(Collected data entries)
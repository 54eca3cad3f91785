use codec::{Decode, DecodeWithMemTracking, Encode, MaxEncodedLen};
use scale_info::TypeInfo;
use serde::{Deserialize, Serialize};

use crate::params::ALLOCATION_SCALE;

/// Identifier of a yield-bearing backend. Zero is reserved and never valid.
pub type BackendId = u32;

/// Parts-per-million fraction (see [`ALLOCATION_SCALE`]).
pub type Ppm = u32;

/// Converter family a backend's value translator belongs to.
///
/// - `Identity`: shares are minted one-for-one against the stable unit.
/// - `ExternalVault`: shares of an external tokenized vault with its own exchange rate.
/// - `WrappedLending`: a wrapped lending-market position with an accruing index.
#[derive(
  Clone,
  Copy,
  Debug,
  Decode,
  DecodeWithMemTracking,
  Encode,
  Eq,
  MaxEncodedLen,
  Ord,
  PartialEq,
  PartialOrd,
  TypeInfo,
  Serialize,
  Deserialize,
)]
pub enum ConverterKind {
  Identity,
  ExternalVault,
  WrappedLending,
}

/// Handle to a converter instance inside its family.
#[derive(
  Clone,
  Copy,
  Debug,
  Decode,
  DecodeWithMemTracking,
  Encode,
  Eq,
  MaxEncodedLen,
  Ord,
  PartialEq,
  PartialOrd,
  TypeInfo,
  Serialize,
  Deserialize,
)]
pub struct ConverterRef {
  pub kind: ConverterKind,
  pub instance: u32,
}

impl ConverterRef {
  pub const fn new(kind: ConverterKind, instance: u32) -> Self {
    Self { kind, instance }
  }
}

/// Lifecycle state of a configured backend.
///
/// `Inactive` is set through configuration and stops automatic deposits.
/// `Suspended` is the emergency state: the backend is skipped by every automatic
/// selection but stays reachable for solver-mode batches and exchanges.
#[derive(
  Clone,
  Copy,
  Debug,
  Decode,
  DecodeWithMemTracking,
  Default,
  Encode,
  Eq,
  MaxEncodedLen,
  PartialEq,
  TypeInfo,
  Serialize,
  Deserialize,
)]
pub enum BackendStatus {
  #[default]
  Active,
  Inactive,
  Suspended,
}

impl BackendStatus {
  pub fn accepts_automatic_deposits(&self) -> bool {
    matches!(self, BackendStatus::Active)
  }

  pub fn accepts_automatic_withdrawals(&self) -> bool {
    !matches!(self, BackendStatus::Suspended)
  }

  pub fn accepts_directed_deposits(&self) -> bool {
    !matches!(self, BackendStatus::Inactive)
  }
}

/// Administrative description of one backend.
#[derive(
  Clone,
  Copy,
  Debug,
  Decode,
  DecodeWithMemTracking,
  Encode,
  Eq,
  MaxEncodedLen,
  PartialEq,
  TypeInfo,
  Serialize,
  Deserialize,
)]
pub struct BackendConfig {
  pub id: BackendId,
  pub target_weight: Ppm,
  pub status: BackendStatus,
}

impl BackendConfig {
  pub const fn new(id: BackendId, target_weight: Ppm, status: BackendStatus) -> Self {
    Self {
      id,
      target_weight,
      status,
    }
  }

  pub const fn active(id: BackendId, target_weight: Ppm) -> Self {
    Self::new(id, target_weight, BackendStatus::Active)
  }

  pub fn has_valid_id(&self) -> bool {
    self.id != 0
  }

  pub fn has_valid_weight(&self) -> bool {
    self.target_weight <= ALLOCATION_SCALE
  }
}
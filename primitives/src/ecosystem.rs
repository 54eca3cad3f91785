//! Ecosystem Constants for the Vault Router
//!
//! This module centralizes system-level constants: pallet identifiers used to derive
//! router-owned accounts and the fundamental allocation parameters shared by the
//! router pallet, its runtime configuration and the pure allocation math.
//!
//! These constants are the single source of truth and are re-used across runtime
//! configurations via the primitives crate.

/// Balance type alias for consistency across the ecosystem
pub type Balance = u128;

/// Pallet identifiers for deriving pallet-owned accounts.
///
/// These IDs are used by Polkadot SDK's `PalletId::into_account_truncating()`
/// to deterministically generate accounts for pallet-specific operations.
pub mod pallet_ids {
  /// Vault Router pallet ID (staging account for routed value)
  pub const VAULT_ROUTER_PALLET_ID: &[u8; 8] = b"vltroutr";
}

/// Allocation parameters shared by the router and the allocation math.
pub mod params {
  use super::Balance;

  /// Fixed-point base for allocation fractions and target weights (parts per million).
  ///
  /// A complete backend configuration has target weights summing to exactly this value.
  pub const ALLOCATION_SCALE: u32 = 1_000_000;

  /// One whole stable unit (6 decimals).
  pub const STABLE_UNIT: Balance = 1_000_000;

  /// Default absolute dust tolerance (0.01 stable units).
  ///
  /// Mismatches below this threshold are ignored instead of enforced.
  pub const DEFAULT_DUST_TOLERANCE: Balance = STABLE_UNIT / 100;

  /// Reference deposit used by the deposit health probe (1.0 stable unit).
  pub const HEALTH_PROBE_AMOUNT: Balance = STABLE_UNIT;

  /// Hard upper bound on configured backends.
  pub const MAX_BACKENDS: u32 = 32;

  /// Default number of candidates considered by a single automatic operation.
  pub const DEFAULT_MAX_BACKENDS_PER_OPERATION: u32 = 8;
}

About this exercise: Write out the lines above, starting at the line that contains "pub const DEFAULT_MAX_BACKENDS_PER_OPERATION: u32" and ending with the final line, and nothing else; copy them exactly.

Result below:
  pub const DEFAULT_MAX_BACKENDS_PER_OPERATION: u32 = 8;
}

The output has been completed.